Helena Rubinstein started in Melbourne, Australia, in 1902 with a batch of homemade face cream from her native Poland, made $1,000,000 before she was 25, and invaded the U.S. in 1915, billing herself "The World's Greatest Beauty Culturist." She is now worth at least $100 million, collects paintings in her 26-room Park Avenue triplex, and has 14 portraits of herself by artists ranging from Dufy to Dali.

Elizabeth Arden studied to be a nurse, entered the cosmetics business because, she says, she wanted to make women beautiful as well as healthy. Before opening her own beauty salon in 1910, she spent an apprenticeship as secretary in a Fifth Avenue beauty shop. Today she grosses an estimated $15 million yearly, owns a topflight racing stable (Maine Chance).

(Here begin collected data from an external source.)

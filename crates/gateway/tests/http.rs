//! Router-level tests: auth, admission, dispatch and usage recording.

mod common;

use axum::http::StatusCode;
use cg_domain::config::Config;
use cg_domain::quota::{Limit, QuotaPolicy};
use serde_json::json;

use common::{get, post_json, send, text, tool, ALICE_TOKEN, BOB_TOKEN, UPSTREAM_SECRET};

fn one_rpm() -> QuotaPolicy {
    QuotaPolicy::new(Limit::Max(1), Limit::Max(100), Limit::Max(10_000), Limit::Unlimited)
}

#[tokio::test]
async fn health_is_public() {
    let gw = common::gateway(common::secured_config(), vec![]);
    let (status, body) = send(&gw.app, get("/health", None)).await;
    assert_eq!(status, StatusCode::OK);
    assert_eq!(body["status"], "ok");
    assert_eq!(body["chatReady"], true);
    assert_eq!(body["ledgerPersistent"], false);
}

#[tokio::test]
async fn missing_or_unknown_token_is_rejected_before_dispatch() {
    let gw = common::gateway(common::secured_config(), vec![text("calculator", 1)]);

    let (status, body) = send(&gw.app, post_json("/v1/chat", None, json!({"message": "hi"}))).await;
    assert_eq!(status, StatusCode::UNAUTHORIZED);
    assert_eq!(body["error"], "Authentication required");
    assert_eq!(body["reason"], "missing bearer token");

    let (status, body) = send(
        &gw.app,
        post_json("/v1/chat", Some("wrong"), json!({"message": "hi"})),
    )
    .await;
    assert_eq!(status, StatusCode::UNAUTHORIZED);
    assert_eq!(body["reason"], "invalid API token");

    assert_eq!(gw.provider.calls(), 0);
    assert!(gw.store.is_empty());
}

#[tokio::test]
async fn calculator_round_trip_records_usage() {
    let gw = common::gateway(
        common::secured_config(),
        vec![
            text("  Calculator ", 5),
            tool("calculator", json!({"expression": "(2 + 3) * 4"}), 11),
        ],
    );

    let (status, body) = send(
        &gw.app,
        post_json("/v1/chat", Some(ALICE_TOKEN), json!({"message": "(2 + 3) * 4 ?"})),
    )
    .await;
    assert_eq!(status, StatusCode::OK);
    assert_eq!(body["agentName"], "calculator");
    assert_eq!(body["response"], "The result of the calculation is: 20");
    assert_eq!(body["toolUsed"], "calculator");

    assert_eq!(gw.store.len(), 1);
    let (_, usage) = send(&gw.app, get("/v1/usage?range=1h", Some(ALICE_TOKEN))).await;
    assert_eq!(usage["userId"], "alice");
    assert_eq!(usage["totalRequests"], 1);
    assert_eq!(usage["totalTokens"], 16);
    assert_eq!(usage["successRate"], 100.0);
}

#[tokio::test]
async fn direct_answer_has_no_tool() {
    let gw = common::gateway(
        common::secured_config(),
        vec![text("I can only help with math and weather.", 8)],
    );
    let (status, body) = send(
        &gw.app,
        post_json("/v1/chat", Some(ALICE_TOKEN), json!({"message": "tell me a joke"})),
    )
    .await;
    assert_eq!(status, StatusCode::OK);
    assert_eq!(body["agentName"], "supervisor");
    assert_eq!(body["response"], "I can only help with math and weather.");
    assert!(body.get("toolUsed").is_none());
}

#[tokio::test]
async fn forced_agent_skips_classifier() {
    let gw = common::gateway(
        common::secured_config(),
        vec![
            tool("weather", json!({"city": "Marseille"}), 4),
            text("Clear skies in Marseille, 25°C.", 6),
        ],
    );
    let (status, body) = send(
        &gw.app,
        post_json(
            "/v1/chat",
            Some(ALICE_TOKEN),
            json!({"message": "Marseille?", "forcedAgent": "weather"}),
        ),
    )
    .await;
    assert_eq!(status, StatusCode::OK);
    assert_eq!(body["agentName"], "weather");
    assert_eq!(body["toolUsed"], "weather");
    assert_eq!(body["response"], "Clear skies in Marseille, 25°C.");
    assert_eq!(gw.provider.calls(), 2);
}

#[tokio::test]
async fn unknown_forced_agent_is_a_bad_request() {
    let gw = common::gateway(common::secured_config(), vec![]);
    let (status, body) = send(
        &gw.app,
        post_json(
            "/v1/chat",
            Some(ALICE_TOKEN),
            json!({"message": "hi", "forcedAgent": "astrologer"}),
        ),
    )
    .await;
    assert_eq!(status, StatusCode::BAD_REQUEST);
    assert!(body["error"].as_str().unwrap().contains("astrologer"));
    assert!(gw.store.is_empty());
}

#[tokio::test]
async fn quota_rejection_does_not_consume_quota() {
    let mut config = common::secured_config();
    config.quota.models.insert("tiny".into(), one_rpm());
    let gw = common::gateway(config, vec![text("hello there", 3)]);

    let req = || {
        post_json(
            "/v1/chat",
            Some(ALICE_TOKEN),
            json!({"message": "hi", "model": "tiny"}),
        )
    };

    let (status, _) = send(&gw.app, req()).await;
    assert_eq!(status, StatusCode::OK);

    let (status, body) = send(&gw.app, req()).await;
    assert_eq!(status, StatusCode::TOO_MANY_REQUESTS);
    assert_eq!(body["reason"], "RPM_EXCEEDED");
    assert_eq!(body["quotaExceeded"], true);
    assert_eq!(body["error"], "Rate limit: requests per minute exceeded");

    // Only the admitted request reached the model and the ledger.
    assert_eq!(gw.provider.calls(), 1);
    assert_eq!(gw.store.len(), 1);

    // Quotas are per user.
    let (status, _) = send(
        &gw.app,
        post_json("/v1/chat", Some(BOB_TOKEN), json!({"message": "hi", "model": "tiny"})),
    )
    .await;
    // Bob is admitted; the script is exhausted so the dispatch itself fails.
    assert_eq!(status, StatusCode::INTERNAL_SERVER_ERROR);
}

#[tokio::test]
async fn agent_failure_is_500_and_recorded_as_failed() {
    let gw = common::gateway(common::secured_config(), vec![]);
    let (status, body) = send(
        &gw.app,
        post_json("/v1/chat", Some(ALICE_TOKEN), json!({"message": "2+2"})),
    )
    .await;
    assert_eq!(status, StatusCode::INTERNAL_SERVER_ERROR);
    assert_eq!(body["error"], "Error processing request");
    assert_eq!(body["details"], "model invocation failed");
    assert!(!body.to_string().contains(UPSTREAM_SECRET));
    assert!(!body.to_string().contains("HTTP 401"));

    assert_eq!(gw.store.len(), 1);
    let (_, usage) = send(&gw.app, get("/v1/usage", Some(ALICE_TOKEN))).await;
    assert_eq!(usage["totalRequests"], 1);
    assert_eq!(usage["totalTokens"], 0);
    assert_eq!(usage["successRate"], 0.0);
}

#[tokio::test]
async fn quotas_endpoint_reports_one_or_all() {
    let mut config = common::secured_config();
    config.quota.models.insert("tiny".into(), one_rpm());
    let gw = common::gateway(config, vec![text("hi!", 7)]);

    send(
        &gw.app,
        post_json("/v1/chat", Some(ALICE_TOKEN), json!({"message": "hi", "model": "tiny"})),
    )
    .await;

    let (status, one) = send(&gw.app, get("/v1/quotas?modelId=tiny", Some(ALICE_TOKEN))).await;
    assert_eq!(status, StatusCode::OK);
    assert_eq!(one["model"], "tiny");
    assert_eq!(one["used"]["rpm"], 1);
    assert_eq!(one["used"]["tpd"], 7);
    assert_eq!(one["limits"]["tpd"], -1);
    assert_eq!(one["ok"], false);

    let (_, all) = send(&gw.app, get("/v1/quotas", Some(ALICE_TOKEN))).await;
    let quotas = all.as_object().unwrap();
    assert!(quotas.get("quotas").is_none());
    assert_eq!(quotas.len(), 18);
    assert_eq!(quotas["tiny"]["ok"], false);
    assert_eq!(quotas["llama-3.1-8b-instant"]["ok"], true);
}

#[tokio::test]
async fn dev_mode_charges_the_dev_user() {
    let gw = common::gateway(Config::default(), vec![text("weather", 1), text("no tool", 1)]);
    let (status, body) = send(&gw.app, post_json("/v1/chat", None, json!({"message": "Paris?"}))).await;
    assert_eq!(status, StatusCode::OK);
    assert_eq!(body["agentName"], "weather");

    let (_, usage) = send(&gw.app, get("/v1/usage", None)).await;
    assert_eq!(usage["userId"], "local");
    assert_eq!(usage["totalRequests"], 1);
}

#[tokio::test]
async fn chat_without_provider_is_unavailable() {
    let gw = common::gateway_without_llm(common::secured_config());
    let (status, body) = send(
        &gw.app,
        post_json("/v1/chat", Some(ALICE_TOKEN), json!({"message": "hi"})),
    )
    .await;
    assert_eq!(status, StatusCode::SERVICE_UNAVAILABLE);
    assert!(body["details"].is_string());
    assert!(gw.store.is_empty());

    let (_, health) = send(&gw.app, get("/health", None)).await;
    assert_eq!(health["chatReady"], false);
}

#[tokio::test]
async fn empty_message_is_rejected() {
    let gw = common::gateway(common::secured_config(), vec![]);
    let (status, _) = send(
        &gw.app,
        post_json("/v1/chat", Some(ALICE_TOKEN), json!({"message": "   "})),
    )
    .await;
    assert_eq!(status, StatusCode::BAD_REQUEST);
    assert_eq!(gw.provider.calls(), 0);
}

#[tokio::test]
async fn tools_and_agents_are_listed() {
    let gw = common::gateway(common::secured_config(), vec![]);

    let (status, tools) = send(&gw.app, get("/v1/tools", Some(ALICE_TOKEN))).await;
    assert_eq!(status, StatusCode::OK);
    let names: Vec<_> = tools["tools"]
        .as_array()
        .unwrap()
        .iter()
        .map(|t| t["name"].as_str().unwrap().to_string())
        .collect();
    assert_eq!(names, vec!["calculator", "weather"]);

    let (_, agents) = send(&gw.app, get("/v1/agents", Some(ALICE_TOKEN))).await;
    let agents = agents["agents"].as_array().unwrap();
    assert_eq!(agents.len(), 2);
    assert_eq!(agents[0]["id"], "calculator");
    assert_eq!(agents[1]["tool"], "weather");
}

#[tokio::test]
async fn malformed_classifier_reply_gets_fallback_answer() {
    let gw = common::gateway_scripted(
        common::secured_config(),
        vec![common::malformed("groq")],
    );
    let (status, body) = send(
        &gw.app,
        post_json("/v1/chat", Some(ALICE_TOKEN), json!({"message": "2+2"})),
    )
    .await;
    assert_eq!(status, StatusCode::OK);
    assert_eq!(body["agentName"], "supervisor");
    assert_eq!(
        body["response"],
        "Sorry, I could not understand the supervisor's decision. Please rephrase your request."
    );
    assert!(body.get("toolUsed").is_none());

    let (_, usage) = send(&gw.app, get("/v1/usage", Some(ALICE_TOKEN))).await;
    assert_eq!(usage["totalRequests"], 1);
    assert_eq!(usage["successRate"], 100.0);
}

#[tokio::test]
async fn malformed_body_is_a_json_bad_request() {
    let gw = common::gateway(common::secured_config(), vec![]);
    let req = axum::http::Request::builder()
        .method("POST")
        .uri("/v1/chat")
        .header("content-type", "application/json")
        .header("authorization", format!("Bearer {ALICE_TOKEN}"))
        .body(axum::body::Body::from("{not json"))
        .unwrap();
    let (status, body) = send(&gw.app, req).await;
    assert_eq!(status, StatusCode::BAD_REQUEST);
    assert_eq!(body["error"], "Invalid request body");
    assert!(body["details"].is_string());

    let (status, body) = send(
        &gw.app,
        post_json("/v1/chat", Some(ALICE_TOKEN), json!({"forcedAgent": "weather"})),
    )
    .await;
    assert_eq!(status, StatusCode::BAD_REQUEST);
    assert_eq!(body["error"], "Invalid request body");

    assert_eq!(gw.provider.calls(), 0);
    assert!(gw.store.is_empty());
}
use serde::{Deserialize, Serialize};

// ━━━━━━━━━━━━━━━━━━━━━━━━━━━━━━━━━━━━━━━━━━━━━━━━━━━━━━━━━━━━━━━━━━
// Server
// ━━━━━━━━━━━━━━━━━━━━━━━━━━━━━━━━━━━━━━━━━━━━━━━━━━━━━━━━━━━━━━━━━━

#[derive(Debug, Clone, Serialize, Deserialize)]
pub struct ServerConfig {
    #[serde(default = "d_port")]
    pub port: u16,
    #[serde(default = "d_host")]
    pub host: String,
    #[serde(default)]
    pub cors: CorsConfig,
    /// Per-IP token-bucket rate limiting. Disabled when `None`; per-user
    /// model quotas apply regardless.
    #[serde(default)]
    pub rate_limit: Option<RateLimitConfig>,
    /// Maximum in-flight requests across the whole server.
    #[serde(default = "d_max_concurrent")]
    pub max_concurrent_requests: usize,
    /// Request bodies above this size are rejected with 413.
    #[serde(default = "d_body_limit")]
    pub max_body_bytes: usize,
}

impl Default for ServerConfig {
    fn default() -> Self {
        Self {
            port: d_port(),
            host: d_host(),
            cors: CorsConfig::default(),
            rate_limit: None,
            max_concurrent_requests: d_max_concurrent(),
            max_body_bytes: d_body_limit(),
        }
    }
}

/// Per-IP token-bucket rate limiting configuration.
#[derive(Debug, Clone, Serialize, Deserialize)]
pub struct RateLimitConfig {
    /// One token is added every `1 / requests_per_second` seconds.
    pub requests_per_second: u64,
    /// Maximum tokens in the bucket.
    pub burst_size: u32,
}

#[derive(Debug, Clone, Serialize, Deserialize)]
pub struct CorsConfig {
    /// Origins allowed for CORS. `["*"]` is permissive.
    #[serde(default = "d_cors_origins")]
    pub allowed_origins: Vec<String>,
}

impl Default for CorsConfig {
    fn default() -> Self {
        Self {
            allowed_origins: d_cors_origins(),
        }
    }
}

// ── serde default helpers ───────────────────────────────────────────

fn d_port() -> u16 {
    3000
}
fn d_host() -> String {
    "127.0.0.1".into()
}
fn d_max_concurrent() -> usize {
    256
}
fn d_body_limit() -> usize {
    64 * 1024
}
fn d_cors_origins() -> Vec<String> {
    vec!["http://localhost:*".into(), "http://127.0.0.1:*".into()]
}
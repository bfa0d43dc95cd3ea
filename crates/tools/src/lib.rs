//! Built-in tools for Concierge agents.
//!
//! - `calculator`: evaluate an arithmetic expression
//! - `weather`: canned weather report for a handful of cities

pub mod calculator;
pub mod registry;
pub mod weather;

pub use registry::{builtin_registry, Tool, ToolRegistry};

The carefully preserved beauty queens are the best ads for their own products: Rubinstein is in her 80s, Arden in her 70s—and their exact ages are as jealously guarded as their cosmetic secrets. Says an aide: "We never talk to Miss Arden about the passage of time."

Some 74,000 women a year are soothed, massaged and coifed in Madame Rubinstein's Manhattan salon, headquarters of her three-continent chain. A woman who wants to spend an entire day at the salon can spend up to $120 for a series of treatments that would make a siren out of a Westchester matron. First, she is told to change into a black leotard, given paper slippers and a white robe to wear. Her medical history is solemnly taken ("Any operations? How many children?"). After doing exercises in front of a mirror under direction of a Ph.D. from Vienna ($12), she hops into a 3O-minute bubble bath with froth 3 ft. high ($5). Her skin is then defuzzed of superfluous hair by a wax treatment ($26). She can have an infrared treatment ("Detoxicates—very effective after a good drinking night") at $10 or a paraffin application at $15 to lose a pound or two. Then comes a facial, in which her face is coated with cream ("Voilaá, I begin"), massaged ("Facial care begins at the collarbone") and sprayed with a salty liquid for "disturbed skin" ($9). To top it off she goes to a treatment by Michel, who "sketches" the hairdo he thinks best for her, gives her a permanent, then fluffs, smooths and fusses her hair into place ($35). The final touch: she can have artificial fingernails applied for $17.50.